Data science is a multidisciplinary blend of data inference, algorithm development, and technology in order to solve analytically complex problems. At the core is data. Troves of raw information, streaming in and stored in enterprise data warehouses. Much to learn by mining it. Advanced capabilities we can build with it. Data science is ultimately about using this data in creative ways to generate business value.
Data science – discovery of data insight
- This aspect of data science is all about uncovering findings from data. Diving in at a granular level to mine and understand complex behaviors, trends, and inferences. It’s about surfacing hidden insight that can help enable companies to make smarter business decisions. For example:
- Netflix data mines movie viewing patterns to understand what drives user interest, and uses that to make decisions on which Netflix original series to produce.

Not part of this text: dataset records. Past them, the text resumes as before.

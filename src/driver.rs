/*
 * Copyright Amazon.com, Inc. or its affiliates. All Rights Reserved.
 * SPDX-License-Identifier: Apache-2.0
 */

//! Orchestrates a single request across attempts: dispatch, classify, decide, back off, repeat.

use crate::context::AttemptContext;
use crate::failure::{Failure, FailureKind};
use crate::policy::RetryPolicy;
use crate::sleep::{AsyncSleep, TokioSleep};
use std::fmt::Debug;
use std::future::Future;
use std::pin::Pin;
use std::sync::Arc;
use tokio_util::sync::CancellationToken;

/// Dispatches a single attempt. Implemented by whatever layer above this crate actually knows
/// how to serialize, sign, and send a request over the wire.
pub trait AttemptExecutor<Response>: Debug + Send + Sync {
    /// Execute one attempt, given the per-attempt state accumulated so far.
    fn execute<'a>(
        &'a self,
        ctx: &'a AttemptContext,
    ) -> Pin<Box<dyn Future<Output = Result<Response, Failure>> + Send + 'a>>;
}

/// An optional collaborator that tracks clock skew between the caller and the service and
/// corrects backoff delays for it. The default implementation observes nothing and adjusts
/// nothing; clock-skew detection itself lives outside this crate.
pub trait ClockSkewAdjuster: Debug + Send + Sync {
    /// Inspect the attempt that was just completed (successful or not) and update whatever
    /// internal skew estimate this adjuster maintains.
    fn observe_response(&self, _ctx: &AttemptContext) {}

    /// Adjust a freshly computed backoff delay in light of the current skew estimate.
    fn adjust_delay(&self, delay: std::time::Duration) -> std::time::Duration {
        delay
    }
}

/// The no-op [`ClockSkewAdjuster`] used when no collaborator is supplied.
#[derive(Debug, Clone, Copy, Default)]
pub struct NoClockSkewAdjustment;

impl ClockSkewAdjuster for NoClockSkewAdjustment {}

/// The result of successfully driving a request to completion.
#[derive(Debug)]
pub struct DriverOutcome<Response> {
    /// The successful response.
    pub response: Response,
    /// The `<ttt>/<bbb>/<ccc>` retry-info header value for the attempt that succeeded.
    pub retry_info_header: String,
}

/// Runs the attempt loop for a single request against a fixed [`RetryPolicy`].
pub struct AttemptDriver {
    policy: Arc<RetryPolicy>,
    sleeper: Arc<dyn AsyncSleep>,
    clock_skew: Arc<dyn ClockSkewAdjuster>,
    cancellation: Option<CancellationToken>,
}

impl AttemptDriver {
    /// Build a driver over `policy`, sleeping via the tokio runtime and performing no clock-skew
    /// adjustment.
    pub fn new(policy: Arc<RetryPolicy>) -> Self {
        Self {
            policy,
            sleeper: Arc::new(TokioSleep),
            clock_skew: Arc::new(NoClockSkewAdjustment),
            cancellation: None,
        }
    }

    /// Override the sleep implementation, e.g. with a test double.
    pub fn with_sleeper(mut self, sleeper: Arc<dyn AsyncSleep>) -> Self {
        self.sleeper = sleeper;
        self
    }

    /// Supply a clock-skew adjustment collaborator.
    pub fn with_clock_skew_adjuster(mut self, adjuster: Arc<dyn ClockSkewAdjuster>) -> Self {
        self.clock_skew = adjuster;
        self
    }

    /// Supply a cancellation token; a backoff sleep in progress is aborted when it fires.
    pub fn with_cancellation(mut self, token: CancellationToken) -> Self {
        self.cancellation = Some(token);
        self
    }

    /// Drive `executor` through as many attempts as the policy allows, returning either the
    /// first successful response or the terminal failure.
    pub async fn run<Response>(
        &self,
        executor: &dyn AttemptExecutor<Response>,
    ) -> Result<DriverOutcome<Response>, Failure> {
        let mut ctx = AttemptContext::new();

        loop {
            if !self.policy.capacity().should_attempt_request(&mut ctx) {
                let cause = ctx
                    .last_failure()
                    .map(|f| Failure::new(f.kind(), f.to_string()))
                    .unwrap_or_else(|| Failure::new(FailureKind::ServiceTransient, "no prior failure on record"));
                return Err(cause.into_capacity_exceeded());
            }

            if ctx.attempt_number() > 1 {
                let is_throttling = ctx
                    .last_failure()
                    .is_some_and(|f| f.kind() == FailureKind::ServiceThrottling);
                let backoff = if is_throttling {
                    self.policy.throttling_backoff()
                } else {
                    self.policy.backoff()
                };
                let delay = self.clock_skew.adjust_delay(backoff.compute_delay_before_next_retry(&ctx));
                ctx.set_last_backoff_delay(delay);

                if !self.wait_or_cancel(delay).await {
                    return Err(Failure::new(FailureKind::Cancelled, "request cancelled during backoff"));
                }
            }

            ctx.set_retry_info_header(retry_info_header(&self.policy, &ctx));

            match executor.execute(&ctx).await {
                Ok(response) => {
                    self.clock_skew.observe_response(&ctx);
                    self.policy.capacity().request_succeeded(&ctx);
                    self.policy.retry_condition().request_succeeded(&ctx);
                    return Ok(DriverOutcome {
                        response,
                        retry_info_header: ctx.retry_info_header().to_string(),
                    });
                }
                Err(failure) => {
                    ctx.record_failure(failure);
                    self.clock_skew.observe_response(&ctx);

                    if !self.policy.retry_condition().should_retry(&ctx) {
                        return Err(ctx
                            .last_failure()
                            .map(|f| Failure::new(f.kind(), f.to_string()))
                            .expect("record_failure was just called"));
                    }

                    ctx.begin_next_attempt();
                }
            }
        }
    }

    /// Sleep for `delay`, returning `false` if the cancellation token fired first.
    async fn wait_or_cancel(&self, delay: std::time::Duration) -> bool {
        match &self.cancellation {
            None => {
                self.sleeper.sleep(delay).await;
                true
            }
            Some(token) => {
                tokio::select! {
                    _ = self.sleeper.sleep(delay) => true,
                    _ = token.cancelled() => false,
                }
            }
        }
    }
}

fn retry_info_header(policy: &RetryPolicy, ctx: &AttemptContext) -> String {
    let remaining = policy
        .capacity()
        .remaining_capacity()
        .map(|n| n.to_string())
        .unwrap_or_default();
    format!("{}/{}/{}", ctx.retries_attempted(), ctx.last_backoff_delay().as_millis(), remaining)
}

- Target identifies what are major customer segments within its base and the unique shopping behaviors within those segments, which helps to guide messaging to different market audiences.
- Proctor & Gamble utilizes time series models to more clearly understand future demand, which help plan for production levels more optimally.
- How do data scientists mine out insights? It starts with data exploration. When given a challenging question, data scientists become detectives. They investigate leads and try to understand pattern or characteristics within the data. This requires a big dose of analytical creativity.
- Then as needed, data scientists may apply quantitative technique in order to get a level deeper – e.g. inferential models, segmentation analysis, time series forecasting, synthetic control experiments, etc. The intent is to scientifically piece together a forensic view of what the data is really saying.
This data-driven insight is central to providing strategic guidance. In this sense, data scientists act as consultants, guiding business stakeholders on how to act on findings.